The pageant was broadcast on September 10 through RPC Televisión Channel 4. 12 contestants from all over Panama competed for the prestigious crown. At the conclusion of the final night of competition, outgoing titleholder Ivette Cordovez Usuga of Panamá Centro crowned Justine Pasek of Panamá Centro as the new Señorita Panamá.

In the same night was celebrated the election of the "Señorita Panamá World", was announced the winner of the Señorita Panamá Mundo title. Señorita Panamá World 2000 Ana Raquel Ochy Pozo of Coclé crowned Lourdes Cristina González Montenegro of Los Santos as the new Señorita Panamá World.

Pasek competed in the Miss Universe 2002 pageant, held at the Coliseo Roberto Clemente, in San Juan, Puerto Rico on May 29, 2002. She became the first woman to assume the title of Miss Universe when the Miss Universe Organization revoked the crown from then-reigning winner Oxana Fedorova for not fulfilling the duties stipulated in her contract. She was formally crowned Miss Universe 2002 by pageant co-owner Donald Trump in New York City.

In other hands González competed in Miss World 2001, the 51st edition of the Miss World pageant, was held on 16 November 2001 at the Super Bowl of Sun City Entertainment Centre in Sun City, South Africa.

==Results==
===Placements===

| Placement | Contestant |
|---|---|
| Señorita Panamá 2001 | Panama City – Justine Pasek; |
| Señorita Panamá World 2001 | Los Santos – Lourdes González; |
| 1st Runner-Up | Panama City – Carolina Troncoso Thayer; |
| 2nd Runner-Up | Panama City – Melissa Bocharel; |
| 3rd Runner-Up | Panama City – Karyn Sempf; |

===Special awards===

| Final results | Designer | Topic |
|---|---|---|
| Best National Costume to Miss Universe | Horacio Prado | Princesa Zaratí |
| Best National Costume to Miss World | José Luis González | Aguila Harpía |

| Award | Contestant |
|---|---|
| Miss Congeniality | Melissa del Carmen Bocharel |
| Miss Photogenic | Melissa del Carmen Bocharel |

== Contestants ==
These are the competitors who have been selected this year.

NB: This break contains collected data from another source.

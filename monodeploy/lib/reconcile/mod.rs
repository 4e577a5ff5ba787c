//! Reconciliation of local intent with the remote manifest into a deployment plan.

mod plan;
mod precondition;
mod reconciler;

//--------------------------------------------------------------------------------------------------
// Exports
//--------------------------------------------------------------------------------------------------

pub use plan::*;
pub use precondition::*;
pub use reconciler::*;
use std::path::{Path, PathBuf};

use async_trait::async_trait;

use crate::{config::ProjectFile, MonodeployResult};

use super::{
    DescriptorKind, HintKind, HintSeverity, ServiceDescriptor, StorageDescriptor, ValidationHint,
};

//--------------------------------------------------------------------------------------------------
// Types
//--------------------------------------------------------------------------------------------------

/// The raw result of a discovery run, before the registry resolves collisions.
#[derive(Debug, Default, Clone, PartialEq)]
pub struct Discovery {
    /// The discovered services, in declaration order.
    pub services: Vec<ServiceDescriptor>,

    /// The discovered storages, in declaration order.
    pub storages: Vec<StorageDescriptor>,

    /// Problems found while discovering.
    pub hints: Vec<ValidationHint>,
}

/// Discovers the services and storages of a project.
#[async_trait]
pub trait DescriptorSource: Send + Sync {
    /// Discovers every declared service and storage.
    async fn discover(&self) -> MonodeployResult<Discovery>;
}

/// A descriptor source populated through explicit registration calls.
///
/// ## Examples
///
/// ```
/// use monodeploy::descriptor::{ServiceDescriptor, StaticDiscovery, StorageDescriptor};
///
/// let source = StaticDiscovery::new()
///     .service(ServiceDescriptor::builder().name("inventory").build())
///     .storage(StorageDescriptor::builder().name("inventory-db").build());
///
/// assert_eq!(source.len(), 2);
/// ```
#[derive(Debug, Default, Clone)]
pub struct StaticDiscovery {
    services: Vec<ServiceDescriptor>,
    storages: Vec<StorageDescriptor>,
}

/// A descriptor source backed by a project file.
#[derive(Debug, Clone)]
pub struct ProjectDiscovery {
    project_dir: PathBuf,
    project: ProjectFile,
}

//--------------------------------------------------------------------------------------------------
// Methods
//--------------------------------------------------------------------------------------------------

impl StaticDiscovery {
    /// Creates an empty source.
    pub fn new() -> Self {
        Self::default()
    }

    /// Registers a service.
    pub fn service(mut self, service: ServiceDescriptor) -> Self {
        self.services.push(service);
        self
    }

    /// Registers a storage.
    pub fn storage(mut self, storage: StorageDescriptor) -> Self {
        self.storages.push(storage);
        self
    }

    /// Returns the number of registered descriptors.
    pub fn len(&self) -> usize {
        self.services.len() + self.storages.len()
    }

    /// Returns `true` if nothing was registered.
    pub fn is_empty(&self) -> bool {
        self.len() == 0
    }
}

impl ProjectDiscovery {
    /// Creates a source for the project in `project_dir`.
    pub fn new(project_dir: impl Into<PathBuf>, project: ProjectFile) -> Self {
        Self {
            project_dir: project_dir.into(),
            project,
        }
    }

    /// Returns the project directory.
    pub fn project_dir(&self) -> &Path {
        &self.project_dir
    }
}

//--------------------------------------------------------------------------------------------------
// Trait Implementations
//--------------------------------------------------------------------------------------------------

#[async_trait]
impl DescriptorSource for StaticDiscovery {
    async fn discover(&self) -> MonodeployResult<Discovery> {
        let hints = self.services.iter().flat_map(endpoint_hints).collect();
        Ok(Discovery {
            services: self.services.clone(),
            storages: self.storages.clone(),
            hints,
        })
    }
}

#[async_trait]
impl DescriptorSource for ProjectDiscovery {
    async fn discover(&self) -> MonodeployResult<Discovery> {
        let mut discovery = Discovery::default();

        for declaration in self.project.get_services() {
            let service = ServiceDescriptor {
                name: declaration.get_name().clone(),
                dependencies: declaration.get_depends_on().iter().cloned().collect(),
                endpoints: declaration.get_endpoints().clone(),
                federated_identity_namespaces: declaration
                    .get_federated_identity_namespaces()
                    .clone(),
                build_context: declaration
                    .get_path()
                    .as_ref()
                    .map(|path| self.project_dir.join(path)),
                has_validation_error: false,
                has_validation_warning: false,
            };

            if service.build_context.is_none() {
                discovery.hints.push(ValidationHint::new(
                    HintKind::MissingDeclaration,
                    HintSeverity::Error,
                    DescriptorKind::Service,
                    &service.name,
                    "service declares no build path",
                ));
            }

            discovery.hints.extend(endpoint_hints(&service));
            discovery.services.push(service);
        }

        for declaration in self.project.get_storages() {
            discovery.storages.push(StorageDescriptor {
                name: declaration.get_name().clone(),
                storage_type: declaration.get_storage_type().clone(),
                has_validation_error: false,
            });
        }

        tracing::debug!(
            services = discovery.services.len(),
            storages = discovery.storages.len(),
            hints = discovery.hints.len(),
            "discovered project descriptors"
        );

        Ok(discovery)
    }
}

//--------------------------------------------------------------------------------------------------
// Functions
//--------------------------------------------------------------------------------------------------

fn endpoint_hints(service: &ServiceDescriptor) -> Vec<ValidationHint> {
    service
        .endpoints
        .iter()
        .filter_map(|endpoint| endpoint.unsupported_reason())
        .map(|reason| {
            ValidationHint::new(
                HintKind::UnsupportedEndpointSignature,
                HintSeverity::Warning,
                DescriptorKind::Service,
                &service.name,
                reason,
            )
        })
        .collect()
}

//--------------------------------------------------------------------------------------------------
// Tests
//--------------------------------------------------------------------------------------------------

| Represent | Contestant | Age | Height (m) | Hometown | Sponsor |
|---|---|---|---|---|---|
| Panamá Centro | Justine Lissette Pasek Patiño | 22 | 1.72 | Panama City | Yogurt Vita Slim |
| Panamá Centro | Karin Natalie Sempf Kahn | 22 | 1.75 | Panama City | Zero Frizz |
| Panamá Centro | Bertha Giovanna Peric Torres | 23 | 1.78 | Panama City | Coca-Cola Light |
| Los Santos | Lilibeth Yanina Camaño Frías | 23 | 1.76 | Guararé | Figali |
| Panamá Centro | Melissa del Carmen Bocharel | 25 | 1.68 | Panama City | Saba |
| Los Santos | Jessica Doralis Segui Barrios | 20 | 1.70 | Los Santos | Muebleria Ancon |
| Veraguas | Katherine Massiel Quirós Vásquez | 20 | 1.71 | Santiago | Jabon Class |
| Los Santos | Lourdes Cristina González Montenegro | 21 | 1.73 | Las Tablas | L'oreal |
| Coclé | Beatriz del Carmen Nogueira Domínguez | 18 | 1.70 | Penonomé | Mistolin |
| Panamá Centro | Carolina del Carmen Troncoso Thayer | 19 | 1.74 | Panama City | Skoda |
| Panamá Centro | Melina Franco Fonseca | 24 | 1.75 | Panama City | Max Factor |
| Chiriquí | Yulín Sinara Guerra Sanjur | 18 | 1.80 | David | Kellogg's |

==Election schedule==

- Thursday August 30 Final night, coronation of Señorita Panamá 2001

==Contestant notes==
- Justine Pasek became Miss Universe 2002 and was formally crowned by pageant co-owner Donald Trump in New York City on September 24, 2002.
- Bertha Peric Torres won Miss Atlantic International 2005 in Punte del Este, Uruguay.
- Jessica Segui Barrios competed in Miss Earth 2003 as Miss Earth Panamá 2003 and won the Best National Costume. On September 27, 2010, Jessica Segui died in a Panamanian hospital due to cerebral aneurysm.